- **Your task**
The number of lines holding "kernel" is all you should give; count them in the records below.

Items listed in a dataset:
= Beginning of Section =

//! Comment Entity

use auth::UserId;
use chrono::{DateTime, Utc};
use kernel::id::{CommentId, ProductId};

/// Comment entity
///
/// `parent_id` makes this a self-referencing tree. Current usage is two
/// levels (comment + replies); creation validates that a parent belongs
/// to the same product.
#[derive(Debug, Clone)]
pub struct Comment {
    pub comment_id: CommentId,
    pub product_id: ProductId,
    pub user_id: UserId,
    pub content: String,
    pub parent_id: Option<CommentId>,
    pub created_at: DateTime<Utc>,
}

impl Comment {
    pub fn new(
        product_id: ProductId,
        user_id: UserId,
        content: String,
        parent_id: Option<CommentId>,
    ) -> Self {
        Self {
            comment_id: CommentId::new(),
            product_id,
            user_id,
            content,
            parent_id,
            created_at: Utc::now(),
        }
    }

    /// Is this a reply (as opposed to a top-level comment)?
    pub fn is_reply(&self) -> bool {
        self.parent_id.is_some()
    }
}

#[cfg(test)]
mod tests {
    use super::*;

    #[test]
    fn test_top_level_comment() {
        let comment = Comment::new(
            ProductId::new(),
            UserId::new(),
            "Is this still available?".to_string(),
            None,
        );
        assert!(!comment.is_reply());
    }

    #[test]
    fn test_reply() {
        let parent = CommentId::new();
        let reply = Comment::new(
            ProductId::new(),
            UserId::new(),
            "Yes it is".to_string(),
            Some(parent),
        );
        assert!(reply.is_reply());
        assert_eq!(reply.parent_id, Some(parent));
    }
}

= End of Section =
= Beginning of Section =

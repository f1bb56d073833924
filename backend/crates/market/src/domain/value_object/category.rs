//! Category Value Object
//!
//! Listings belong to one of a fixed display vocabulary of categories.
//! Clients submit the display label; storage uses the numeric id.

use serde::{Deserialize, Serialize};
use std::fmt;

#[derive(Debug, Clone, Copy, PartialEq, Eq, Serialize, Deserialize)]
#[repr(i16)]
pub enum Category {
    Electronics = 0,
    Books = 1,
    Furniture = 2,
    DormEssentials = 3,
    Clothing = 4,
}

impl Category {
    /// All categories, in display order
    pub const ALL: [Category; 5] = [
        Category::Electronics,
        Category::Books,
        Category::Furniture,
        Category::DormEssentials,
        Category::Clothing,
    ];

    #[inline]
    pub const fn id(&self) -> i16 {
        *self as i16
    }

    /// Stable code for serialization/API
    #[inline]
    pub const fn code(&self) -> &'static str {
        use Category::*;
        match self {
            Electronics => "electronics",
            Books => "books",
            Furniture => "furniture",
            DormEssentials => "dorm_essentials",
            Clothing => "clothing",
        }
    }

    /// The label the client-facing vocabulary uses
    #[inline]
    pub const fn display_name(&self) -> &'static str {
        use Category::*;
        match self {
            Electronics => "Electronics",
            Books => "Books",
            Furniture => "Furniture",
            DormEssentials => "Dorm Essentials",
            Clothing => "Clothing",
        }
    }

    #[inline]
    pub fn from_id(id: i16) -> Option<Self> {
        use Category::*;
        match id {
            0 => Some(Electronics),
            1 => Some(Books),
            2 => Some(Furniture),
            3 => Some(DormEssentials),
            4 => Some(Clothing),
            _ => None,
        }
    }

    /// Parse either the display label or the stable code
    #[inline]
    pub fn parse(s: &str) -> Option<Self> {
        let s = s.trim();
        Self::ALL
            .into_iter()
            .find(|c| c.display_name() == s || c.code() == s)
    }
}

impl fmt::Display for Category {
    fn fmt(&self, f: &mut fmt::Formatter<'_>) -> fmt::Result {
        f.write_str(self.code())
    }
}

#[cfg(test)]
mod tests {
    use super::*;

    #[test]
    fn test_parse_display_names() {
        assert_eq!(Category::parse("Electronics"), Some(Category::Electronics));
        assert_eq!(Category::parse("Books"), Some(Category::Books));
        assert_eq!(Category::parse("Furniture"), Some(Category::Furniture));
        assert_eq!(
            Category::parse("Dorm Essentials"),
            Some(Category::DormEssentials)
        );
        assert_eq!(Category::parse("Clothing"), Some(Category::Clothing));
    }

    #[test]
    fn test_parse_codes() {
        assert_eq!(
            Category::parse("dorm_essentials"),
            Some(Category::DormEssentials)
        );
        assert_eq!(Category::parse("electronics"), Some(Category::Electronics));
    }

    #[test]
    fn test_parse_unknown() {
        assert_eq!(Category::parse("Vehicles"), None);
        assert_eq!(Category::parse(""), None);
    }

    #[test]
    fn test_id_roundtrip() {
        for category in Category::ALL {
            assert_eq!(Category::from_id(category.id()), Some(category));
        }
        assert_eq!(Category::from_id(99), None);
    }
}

= End of Section =
= Beginning of Section =

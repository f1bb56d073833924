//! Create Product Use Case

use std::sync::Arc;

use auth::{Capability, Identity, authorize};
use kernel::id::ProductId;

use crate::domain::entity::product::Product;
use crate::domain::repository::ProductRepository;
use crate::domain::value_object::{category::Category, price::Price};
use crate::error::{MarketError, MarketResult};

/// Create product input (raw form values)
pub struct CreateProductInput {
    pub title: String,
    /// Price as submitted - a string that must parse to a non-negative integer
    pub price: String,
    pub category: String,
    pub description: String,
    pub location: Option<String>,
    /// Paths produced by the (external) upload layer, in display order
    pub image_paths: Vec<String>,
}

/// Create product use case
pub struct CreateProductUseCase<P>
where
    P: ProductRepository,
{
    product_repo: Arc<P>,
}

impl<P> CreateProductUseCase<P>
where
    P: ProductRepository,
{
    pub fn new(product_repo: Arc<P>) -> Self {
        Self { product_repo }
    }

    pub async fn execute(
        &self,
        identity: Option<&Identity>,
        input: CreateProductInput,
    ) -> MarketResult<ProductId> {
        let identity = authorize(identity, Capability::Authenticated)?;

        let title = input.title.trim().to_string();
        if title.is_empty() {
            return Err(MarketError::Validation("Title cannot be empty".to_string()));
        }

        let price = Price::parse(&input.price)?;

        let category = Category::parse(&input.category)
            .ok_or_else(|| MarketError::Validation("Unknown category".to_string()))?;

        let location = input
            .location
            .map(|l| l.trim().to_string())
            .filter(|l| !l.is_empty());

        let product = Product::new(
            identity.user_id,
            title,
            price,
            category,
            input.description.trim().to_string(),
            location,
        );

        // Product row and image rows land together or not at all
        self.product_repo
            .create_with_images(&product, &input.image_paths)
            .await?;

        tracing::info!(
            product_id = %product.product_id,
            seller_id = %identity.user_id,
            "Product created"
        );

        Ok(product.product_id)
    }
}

= End of Section =

- **Solution to this exercise**
2